This image was produced with a 12-inch RCOS telescope and a SBIG STL-11000 camera, located in southern Australia, on May 30, 2006.
Exposure times: 170 minutes Luminance, 50 minutes Red, 25 minutes Green and 50 minutes Blue (1X1)

Radio Galaxy Centaurus A (NGC 5128) in Centaurus


Click here for a larger image!
Click here for a description


Being There

It's interesting how time and distance affects our perception about places and events. For example, the night sky is an optical illusion that appears to represent the universe as it currently exists. But even the closest star is eight minutes in the distance and everything else that lights the sky is like late-arriving rolling thunder from far-flung storms dotting the heavens. When we step outside we step into the past- the present and eternity becomes indistinguishable.
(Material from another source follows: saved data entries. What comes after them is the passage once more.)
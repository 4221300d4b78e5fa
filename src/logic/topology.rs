//! Topology: round counts, per-round match counts and match allocation for each tree.

use crate::models::{
    Bracket, BracketError, BracketFormat, BracketOptions, BracketSide, GameMatch, MatchId, Round,
};

/// Winners rounds for `slots` (a power of two).
pub fn round_count(slots: usize) -> u32 {
    slots.max(2).trailing_zeros()
}

/// Reject brackets that would need more rounds or matches than `options` allow.
/// Returns the winners round count.
pub fn check_limits(slots: usize, options: &BracketOptions) -> Result<u32, BracketError> {
    let rounds = round_count(slots);
    if rounds > options.max_rounds {
        return Err(BracketError::TooManyRounds {
            rounds,
            max: options.max_rounds,
        });
    }
    if slots / 2 > options.max_round_matches {
        return Err(BracketError::TooManyMatches {
            matches: slots / 2,
            max: options.max_round_matches,
        });
    }
    Ok(rounds)
}

/// Match counts per winners round: `S / 2^(r+1)`.
pub fn winners_round_sizes(slots: usize) -> Vec<usize> {
    (0..round_count(slots)).map(|r| slots >> (r + 1)).collect()
}

/// Match counts per losers round.
///
/// Round 0 pairs the first-round losers (`S/4` matches). After that, odd rounds are
/// drop-in rounds sized like the winners round feeding them, and even rounds consolidate
/// the previous winners at half size. There are `2(R-1)` rounds, at least one.
pub fn losers_round_sizes(slots: usize) -> Vec<usize> {
    let rounds = round_count(slots) as usize;
    let count = (2 * rounds.saturating_sub(1)).max(1);
    (0..count)
        .map(|l| {
            if l == 0 {
                (slots / 4).max(1)
            } else if l % 2 == 1 {
                slots >> ((l + 1) / 2 + 1)
            } else {
                slots >> (l / 2 + 2)
            }
        })
        .collect()
}

/// Losers round that receives the losers of winners round `winners_round`.
pub fn drop_in_round(winners_round: u32) -> u32 {
    if winners_round == 0 {
        0
    } else {
        2 * winners_round - 1
    }
}

/// Display name for round `index` of `total` on `side`.
pub fn round_name(format: BracketFormat, side: BracketSide, index: usize, total: usize) -> String {
    let from_end = total.saturating_sub(index + 1);
    let base = match (side, from_end) {
        (_, 0) => "Final".to_string(),
        (_, 1) => "Semifinal".to_string(),
        (BracketSide::Winners, 2) => "Quarterfinal".to_string(),
        _ => format!("Round {}", index + 1),
    };
    match (format, side) {
        (BracketFormat::SingleElimination, _) => base,
        (_, BracketSide::Losers) => format!("Losers {}", base),
        _ => format!("Winners {}", base),
    }
}

/// Allocate empty matches for one tree and return its rounds.
pub fn allocate_rounds(
    bracket: &mut Bracket,
    side: BracketSide,
    sizes: &[usize],
) -> Vec<Round> {
    let format = bracket.format;
    sizes
        .iter()
        .enumerate()
        .map(|(r, &size)| {
            let ids: Vec<MatchId> = (0..size)
                .map(|p| MatchId {
                    side,
                    round: r as u32,
                    position: p as u32,
                })
                .collect();
            for id in &ids {
                bracket.matches.insert(*id, GameMatch::new(*id));
            }
            Round {
                side,
                index: r as u32,
                name: round_name(format, side, r, sizes.len()),
                matches: ids,
            }
        })
        .collect()
}

/// Allocate every match the format needs: winners tree, and for double elimination the
/// losers tree, grand final and (inactive) reset match.
pub fn build_topology(bracket: &mut Bracket) {
    let slots = bracket.total_slots;
    let winners = allocate_rounds(bracket, BracketSide::Winners, &winners_round_sizes(slots));
    bracket.winners_rounds = winners;

    if bracket.format == BracketFormat::DoubleElimination {
        let losers = allocate_rounds(bracket, BracketSide::Losers, &losers_round_sizes(slots));
        bracket.losers_rounds = losers;
        for id in [MatchId::grand_final(), MatchId::reset()] {
            bracket.matches.insert(id, GameMatch::new(id));
        }
        bracket.grand_final = Some(MatchId::grand_final());
        bracket.reset_match = Some(MatchId::reset());
    }
}

#[cfg(test)]
mod tests {
    use super::*;

    #[test]
    fn winners_rounds_halve_each_time() {
        assert_eq!(winners_round_sizes(2), vec![1]);
        assert_eq!(winners_round_sizes(8), vec![4, 2, 1]);
        assert_eq!(winners_round_sizes(32), vec![16, 8, 4, 2, 1]);
    }

    #[test]
    fn losers_rounds_alternate_drop_in_and_consolidation() {
        assert_eq!(losers_round_sizes(2), vec![1]);
        assert_eq!(losers_round_sizes(4), vec![1, 1]);
        assert_eq!(losers_round_sizes(8), vec![2, 2, 1, 1]);
        assert_eq!(losers_round_sizes(16), vec![4, 4, 2, 2, 1, 1]);
        for slots in [4usize, 8, 16, 32, 64] {
            let r = round_count(slots) as usize;
            assert_eq!(losers_round_sizes(slots).len(), 2 * (r - 1));
        }
    }

    #[test]
    fn drop_in_rounds_match_winners_round_sizes() {
        let slots = 32;
        let winners = winners_round_sizes(slots);
        let losers = losers_round_sizes(slots);
        for k in 1..winners.len() {
            assert_eq!(losers[drop_in_round(k as u32) as usize], winners[k]);
        }
    }

    #[test]
    fn limits_reject_oversized_brackets() {
        let options = BracketOptions::default();
        assert_eq!(check_limits(1024, &options), Ok(10));
        assert_eq!(
            check_limits(2048, &options),
            Err(BracketError::TooManyRounds { rounds: 11, max: 10 })
        );
        let tight = BracketOptions {
            max_round_matches: 4,
            ..BracketOptions::default()
        };
        assert!(matches!(
            check_limits(16, &tight),
            Err(BracketError::TooManyMatches { matches: 8, max: 4 })
        ));
    }

    #[test]
    fn round_names_count_back_from_the_final() {
        let single = BracketFormat::SingleElimination;
        let double = BracketFormat::DoubleElimination;
        assert_eq!(round_name(single, BracketSide::Winners, 3, 4), "Final");
        assert_eq!(round_name(single, BracketSide::Winners, 1, 4), "Quarterfinal");
        assert_eq!(round_name(single, BracketSide::Winners, 0, 4), "Round 1");
        assert_eq!(round_name(double, BracketSide::Winners, 2, 3), "Winners Final");
        assert_eq!(round_name(double, BracketSide::Losers, 2, 4), "Losers Semifinal");
        assert_eq!(round_name(double, BracketSide::Losers, 1, 4), "Losers Round 2");
    }
}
It's little wonder, therefore, that our sense of connection to the universe is, at best, tenuous. All of our senses are predicated on responding through a will-it-affect-me filter. The suns that dot the sky at night are only points of light, even through our largest instruments. The events of today's news have a far likelier chance of disturbing or delighting us than anything that can only be seen through a long exposure picture. I have friends who smile and ask. "Why do you bother?"

I reply that the iron in our blood and the metal in our jewelry are not the result of casual spontaneity. We are a part of the universe and not apart from it- it's that simple. The feeble light with which we see these past events may be tucked safely in the distance but we owe our existence to similar occurrences and the collective body of images produced voluntarily by many others around the globe takes us closer to being there without being there.

New bridges that span the gulf between being here and being there have also become available. My latest project was taken with a remote controlled telescope located about 50 miles east of Melbourne, Australia, for example. This first image was paradoxically exposed 3/4 of a day in my future at the end of May.